Not only did the now former MDA Director James Syring bring back sound pragmatic engineering discipline to the forefront of development, testing and acquisition across all of MDA’s systems, he brought vison and applied it in deploying effective reliable missile defense capability around the world defending hundreds of millions of lives. EPAA (European Phased Adaptive Approach) was deployed and became operational in Romania with Aegis Ashore and the SM-3 Block IB interceptors along with four U.S. Aegis BMD ships homeported out of Spain for the defense of Europe, THAAD deployments in Guam and Korea, 44 Ground-Based Interceptors (GBI) deployed and operational in the United States by the end of the year for the defense of the United States, Aegis BMD ships with launch-on-remote and engage on remote capability and the prolific SM-3 Block 1B interceptor as well as the THAAD interceptor in production.
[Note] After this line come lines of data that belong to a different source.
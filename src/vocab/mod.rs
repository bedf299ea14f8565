//! Token vocabulary.
//!
//! The [`Vocabulary`] is the closed catalog of every token a sequence can
//! contain and the bidirectional mapping between tokens and integer ids.
//! It is built once from the declarative [`catalog`] and then passed by
//! reference to every component that reads or writes sequences.
//!
//! # Enumeration order
//!
//! Ids are assigned in this fixed order:
//!
//! 1. pin-edge labels, in [`catalog::PIN_EDGE_TABLE`] order
//! 2. `VSS`, `VDD`
//! 3. circuit types, in [`CircuitType::ALL`] order
//! 4. devices, per [`catalog::DEVICE_CATALOG`] record, ascending index
//! 5. internal nets and ports, per [`catalog::NET_CATALOG`] record (bare
//!    token first, then ascending index), rails excluded
//! 6. `TRUNCATE`

pub mod catalog;
mod sequence;

use std::collections::HashMap;
use std::fmt;

use serde::{Deserialize, Serialize};

pub use catalog::PinLabel;
pub use sequence::TokenSequence;

use crate::circuit::{CircuitType, DeviceFamily, DeviceId, NetId};
use crate::error::{Result, TopoSeqError};

/// Integer id of a token.
#[derive(Debug, Clone, Copy, PartialEq, Eq, Hash, PartialOrd, Ord, Serialize, Deserialize)]
pub struct TokenId(pub u16);

impl TokenId {
    pub fn index(&self) -> usize {
        self.0 as usize
    }
}

impl fmt::Display for TokenId {
    fn fmt(&self, f: &mut fmt::Formatter<'_>) -> fmt::Result {
        write!(f, "#{}", self.0)
    }
}

/// Kind tag of a token.
#[derive(Debug, Clone, Copy, PartialEq, Eq, Hash)]
pub enum TokenKind {
    Device,
    Net,
    PinEdge,
    CircuitType,
    Control,
}

/// An interned token.
#[derive(Debug, Clone, Copy, PartialEq, Eq, Hash)]
pub enum Token {
    Device(DeviceId),
    Net(NetId),
    PinEdge(PinLabel),
    CircuitType(CircuitType),
    /// End-of-sequence control token
    Truncate,
}

impl Token {
    pub fn kind(&self) -> TokenKind {
        match self {
            Token::Device(_) => TokenKind::Device,
            Token::Net(_) => TokenKind::Net,
            Token::PinEdge(_) => TokenKind::PinEdge,
            Token::CircuitType(_) => TokenKind::CircuitType,
            Token::Truncate => TokenKind::Control,
        }
    }
}

impl fmt::Display for Token {
    fn fmt(&self, f: &mut fmt::Formatter<'_>) -> fmt::Result {
        match self {
            Token::Device(d) => write!(f, "{}", d),
            Token::Net(n) => write!(f, "{}", n),
            Token::PinEdge(l) => write!(f, "{}", l),
            Token::CircuitType(t) => write!(f, "{}", t),
            Token::Truncate => f.write_str("TRUNCATE"),
        }
    }
}

/// A set of token ids, stored as a bit set over the vocabulary.
#[derive(Debug, Clone, PartialEq, Eq)]
pub struct TokenSet {
    words: Vec<u64>,
    universe: usize,
}

impl TokenSet {
    /// Empty set over a vocabulary of `universe` tokens.
    pub fn new(universe: usize) -> Self {
        Self {
            words: vec![0; universe.div_ceil(64)],
            universe,
        }
    }

    pub fn insert(&mut self, id: TokenId) {
        let i = id.index();
        if i < self.universe {
            self.words[i / 64] |= 1 << (i % 64);
        }
    }

    pub fn remove(&mut self, id: TokenId) {
        let i = id.index();
        if i < self.universe {
            self.words[i / 64] &= !(1 << (i % 64));
        }
    }

    pub fn contains(&self, id: TokenId) -> bool {
        let i = id.index();
        i < self.universe && self.words[i / 64] & (1 << (i % 64)) != 0
    }

    pub fn union_with(&mut self, other: &TokenSet) {
        for (a, b) in self.words.iter_mut().zip(&other.words) {
            *a |= *b;
        }
    }

    pub fn len(&self) -> usize {
        self.words.iter().map(|w| w.count_ones() as usize).sum()
    }

    pub fn is_empty(&self) -> bool {
        self.words.iter().all(|&w| w == 0)
    }

    pub fn iter(&self) -> impl Iterator<Item = TokenId> + '_ {
        (0..self.universe)
            .filter(move |&i| self.words[i / 64] & (1 << (i % 64)) != 0)
            .map(|i| TokenId(i as u16))
    }
}

/// Persisted form of the vocabulary: token names in id order.
#[derive(Debug, Clone, PartialEq, Eq, Serialize, Deserialize)]
pub struct VocabularyTable {
    pub tokens: Vec<String>,
}

/// The closed token catalog and its id mapping.
#[derive(Debug)]
pub struct Vocabulary {
    tokens: Vec<Token>,
    names: Vec<String>,
    ids: HashMap<Token, TokenId>,
    by_name: HashMap<String, TokenId>,
    devices: TokenSet,
    nets: TokenSet,
    pin_edges: TokenSet,
    circuit_types: TokenSet,
    family_devices: HashMap<DeviceFamily, TokenSet>,
    family_edges: HashMap<DeviceFamily, TokenSet>,
    truncate: TokenId,
}

impl Vocabulary {
    /// Enumerate the catalog and assign ids in the documented order.
    pub fn build() -> Self {
        let mut tokens = Vec::new();

        tokens.extend(PinLabel::all().map(Token::PinEdge));
        tokens.push(Token::Net(NetId::VSS));
        tokens.push(Token::Net(NetId::VDD));
        tokens.extend(CircuitType::ALL.iter().map(|&t| Token::CircuitType(t)));

        for record in &catalog::DEVICE_CATALOG {
            for index in record.min_index..=record.max_index {
                tokens.push(Token::Device(DeviceId {
                    device_type: record.device_type,
                    index,
                }));
            }
        }

        for record in catalog::NET_CATALOG.iter().filter(|r| !r.category.is_rail()) {
            if record.bare {
                tokens.push(Token::Net(NetId {
                    category: record.category,
                    index: None,
                }));
            }
            if let Some((lo, hi)) = record.indices {
                for index in lo..=hi {
                    tokens.push(Token::Net(NetId {
                        category: record.category,
                        index: Some(index),
                    }));
                }
            }
        }

        tokens.push(Token::Truncate);

        Self::from_tokens(tokens)
    }

    fn from_tokens(tokens: Vec<Token>) -> Self {
        let universe = tokens.len();
        let mut names = Vec::with_capacity(universe);
        let mut ids = HashMap::with_capacity(universe);
        let mut by_name = HashMap::with_capacity(universe);
        let mut devices = TokenSet::new(universe);
        let mut nets = TokenSet::new(universe);
        let mut pin_edges = TokenSet::new(universe);
        let mut circuit_types = TokenSet::new(universe);
        let mut family_devices: HashMap<DeviceFamily, TokenSet> = DeviceFamily::ALL
            .iter()
            .map(|&f| (f, TokenSet::new(universe)))
            .collect();
        let mut family_edges = family_devices.clone();
        let mut truncate = TokenId(0);

        for (i, token) in tokens.iter().enumerate() {
            let id = TokenId(i as u16);
            let name = token.to_string();
            ids.insert(*token, id);
            by_name.insert(name.clone(), id);
            names.push(name);

            match token {
                Token::Device(d) => {
                    devices.insert(id);
                    if let Some(set) = family_devices.get_mut(&d.family()) {
                        set.insert(id);
                    }
                }
                Token::Net(_) => nets.insert(id),
                Token::PinEdge(label) => {
                    pin_edges.insert(id);
                    if let Some(set) = family_edges.get_mut(&label.family()) {
                        set.insert(id);
                    }
                }
                Token::CircuitType(_) => circuit_types.insert(id),
                Token::Truncate => truncate = id,
            }
        }

        Self {
            tokens,
            names,
            ids,
            by_name,
            devices,
            nets,
            pin_edges,
            circuit_types,
            family_devices,
            family_edges,
            truncate,
        }
    }

    /// Number of tokens.
    pub fn len(&self) -> usize {
        self.tokens.len()
    }

    pub fn is_empty(&self) -> bool {
        self.tokens.is_empty()
    }

    /// Token for an id.
    pub fn token(&self, id: TokenId) -> Result<Token> {
        self.tokens
            .get(id.index())
            .copied()
            .ok_or_else(|| TopoSeqError::unknown_token(id.to_string()))
    }

    /// Id for a token.
    pub fn id(&self, token: &Token) -> Result<TokenId> {
        self.ids
            .get(token)
            .copied()
            .ok_or_else(|| TopoSeqError::unknown_token(token.to_string()))
    }

    /// Display name for an id.
    pub fn name(&self, id: TokenId) -> Result<&str> {
        self.names
            .get(id.index())
            .map(String::as_str)
            .ok_or_else(|| TopoSeqError::unknown_token(id.to_string()))
    }

    /// Id for a display name (`NM12`, `M_DG`, `TRUNCATE`, ...).
    pub fn parse(&self, name: &str) -> Result<TokenId> {
        self.by_name
            .get(name)
            .copied()
            .ok_or_else(|| TopoSeqError::unknown_token(name))
    }

    pub fn kind(&self, id: TokenId) -> Result<TokenKind> {
        self.token(id).map(|t| t.kind())
    }

    pub fn device_id(&self, device: DeviceId) -> Result<TokenId> {
        self.id(&Token::Device(device))
    }

    pub fn net_id(&self, net: NetId) -> Result<TokenId> {
        self.id(&Token::Net(net))
    }

    pub fn label_id(&self, label: PinLabel) -> Result<TokenId> {
        self.id(&Token::PinEdge(label))
    }

    pub fn circuit_type_id(&self, circuit_type: CircuitType) -> Result<TokenId> {
        self.id(&Token::CircuitType(circuit_type))
    }

    /// Id of the `TRUNCATE` control token.
    pub fn truncate_id(&self) -> TokenId {
        self.truncate
    }

    /// An empty set sized for this vocabulary.
    pub fn empty_set(&self) -> TokenSet {
        TokenSet::new(self.len())
    }

    pub fn devices(&self) -> &TokenSet {
        &self.devices
    }

    pub fn nets(&self) -> &TokenSet {
        &self.nets
    }

    pub fn pin_edges(&self) -> &TokenSet {
        &self.pin_edges
    }

    pub fn circuit_types(&self) -> &TokenSet {
        &self.circuit_types
    }

    /// Device tokens of one family.
    pub fn devices_of(&self, family: DeviceFamily) -> &TokenSet {
        &self.family_devices[&family]
    }

    /// Pin-edge tokens legal for one family.
    pub fn edges_of(&self, family: DeviceFamily) -> &TokenSet {
        &self.family_edges[&family]
    }

    /// Export the persisted table.
    pub fn table(&self) -> VocabularyTable {
        VocabularyTable {
            tokens: self.names.clone(),
        }
    }

    /// Serialize the table as JSON.
    pub fn to_json(&self) -> Result<String> {
        Ok(serde_json::to_string_pretty(&self.table())?)
    }

    /// Check that a persisted table was built from the same enumeration.
    pub fn verify_table(&self, table: &VocabularyTable) -> Result<()> {
        let longest = self.names.len().max(table.tokens.len());
        for position in 0..longest {
            let expected = self.names.get(position).map(String::as_str).unwrap_or("<none>");
            let found = table.tokens.get(position).map(String::as_str).unwrap_or("<none>");
            if expected != found {
                return Err(TopoSeqError::VocabularyMismatch {
                    position,
                    expected: expected.to_string(),
                    found: found.to_string(),
                });
            }
        }
        Ok(())
    }

    /// Load a JSON table and verify it against a freshly built vocabulary.
    pub fn from_json(json: &str) -> Result<Self> {
        let table: VocabularyTable = serde_json::from_str(json)?;
        let vocab = Self::build();
        vocab.verify_table(&table)?;
        Ok(vocab)
    }

    /// Parse a sequence written as `A->B->C->` or whitespace-separated
    /// names.
    pub fn parse_sequence(&self, text: &str) -> Result<TokenSequence> {
        text.split(|c: char| c.is_whitespace() || c == '-' || c == '>')
            .filter(|part| !part.is_empty())
            .map(|part| self.parse(part))
            .collect::<Result<Vec<_>>>()
            .map(TokenSequence::from)
    }

    /// Render a sequence as `A->B->C`.
    pub fn render(&self, sequence: &TokenSequence) -> Result<String> {
        let names = sequence
            .iter()
            .map(|id| self.name(id))
            .collect::<Result<Vec<_>>>()?;
        Ok(names.join("->"))
    }
}

#[cfg(test)]
mod tests {
    use super::*;
    use crate::circuit::DeviceType;

    #[test]
    fn test_vocabulary_size_and_order() {
        let vocab = Vocabulary::build();
        // 29 labels, 2 rails, 15 circuit types, 200 devices, 150 nets and ports, TRUNCATE
        assert_eq!(vocab.len(), 397);
        assert_eq!(vocab.name(TokenId(0)).unwrap(), "M_B");
        assert_eq!(vocab.name(TokenId(29)).unwrap(), "VSS");
        assert_eq!(vocab.name(TokenId(30)).unwrap(), "VDD");
        assert_eq!(vocab.name(TokenId(31)).unwrap(), "CIRCUIT_Opamp");
        assert_eq!(vocab.name(TokenId(46)).unwrap(), "NM1");
        assert_eq!(vocab.truncate_id(), TokenId(396));
    }

    #[test]
    fn test_mapping_is_bijective() {
        let vocab = Vocabulary::build();
        for i in 0..vocab.len() {
            let id = TokenId(i as u16);
            let token = vocab.token(id).unwrap();
            assert_eq!(vocab.id(&token).unwrap(), id);
            assert_eq!(vocab.parse(vocab.name(id).unwrap()).unwrap(), id);
        }
    }

    #[test]
    fn test_unknown_tokens_fail() {
        let vocab = Vocabulary::build();
        assert!(matches!(
            vocab.parse("NM99"),
            Err(TopoSeqError::UnknownToken { .. })
        ));
        assert!(vocab.token(TokenId(5000)).is_err());
        assert!(vocab.parse("M_GD").is_err());
    }

    #[test]
    fn test_kind_sets_partition_the_vocabulary() {
        let vocab = Vocabulary::build();
        let total = vocab.devices().len()
            + vocab.nets().len()
            + vocab.pin_edges().len()
            + vocab.circuit_types().len()
            + 1;
        assert_eq!(total, vocab.len());
        assert_eq!(vocab.edges_of(DeviceFamily::Mosfet).len(), 15);
        assert_eq!(vocab.devices_of(DeviceFamily::Mosfet).len(), 70);
        let nm3 = vocab
            .device_id(DeviceId::new(DeviceType::Nmos, 3).unwrap())
            .unwrap();
        assert!(vocab.devices_of(DeviceFamily::Mosfet).contains(nm3));
        assert!(!vocab.devices_of(DeviceFamily::Bjt).contains(nm3));
    }

    #[test]
    fn test_table_round_trip() {
        let vocab = Vocabulary::build();
        let json = vocab.to_json().unwrap();
        let loaded = Vocabulary::from_json(&json).unwrap();
        assert_eq!(loaded.len(), vocab.len());
    }

    #[test]
    fn test_table_mismatch_is_reported() {
        let vocab = Vocabulary::build();
        let mut table = vocab.table();
        table.tokens.swap(0, 1);
        match vocab.verify_table(&table) {
            Err(TopoSeqError::VocabularyMismatch { position, .. }) => assert_eq!(position, 0),
            other => panic!("expected mismatch, got {:?}", other),
        }
    }

    #[test]
    fn test_parse_and_render_sequence() {
        let vocab = Vocabulary::build();
        let seq = vocab.parse_sequence("VSS->M_S->NM1->M_B->VSS->TRUNCATE->").unwrap();
        assert_eq!(seq.len(), 6);
        assert_eq!(
            vocab.render(&seq).unwrap(),
            "VSS->M_S->NM1->M_B->VSS->TRUNCATE"
        );
        let spaced = vocab.parse_sequence("VSS M_S NM1").unwrap();
        assert_eq!(spaced.len(), 3);
    }
}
Vice Admiral Syring’s legacy at MDA includes emphasis on increasing sensor discrimination capability with the creation and build of the Long-Range Discrimination Radar that will be operational in 2021 in Clear Air Base, Alaska and putting in place a Medium-Range Discrimination Radar in Hawaii. The leadership that took calculated risks on belief of his people at MDA and turned it into validation of his two major development interceptor systems of the GBI CE-II Block 1 that was proven in the first ICBM (intercontinental ballistic missile) intercept on May 30, 2017 (link) with operational capability and the SM-3 Block IIA (link) with the Japanese and its final test before IOC upcoming. He further laid the foundation and engineering for the next generation GBI the Redesigned Kill Vehicle (RKV) that is planned to be deployed in 2021. Vice Admiral James Syring, by his sheer results from the Missile Defense Agency during his time there, was one, if not the greatest MDA director for the United States of America in the development, testing and deployment of missile defense capability and capacity. As a nation, we would hope and expect that Vice Admiral Syring, his contributions, leadership and expertise continues to be of service to help make our nation and world a safer place.
Lt. Gen. Sam Greaves has a great organization to inherit, a greater leader to follow and expectations of him will be much greater to increase capacity and capability of missile defense systems than any other previous MDA Director to stay ahead of the accelerated advanced proliferation of the ballistic missile threat the world is witnessing today and over the next four years.
It is a new era of missile defense unlike any we have ever seen before and we need the best and the brightest to lead and win! The American people expect and deserve a championship dynasty in missile defense and Lt. Gen. Sam Greaves has that responsibility today and throughout his command at the Missile Defense Agency.
Congratulations Lt. Gen. Sam Greaves.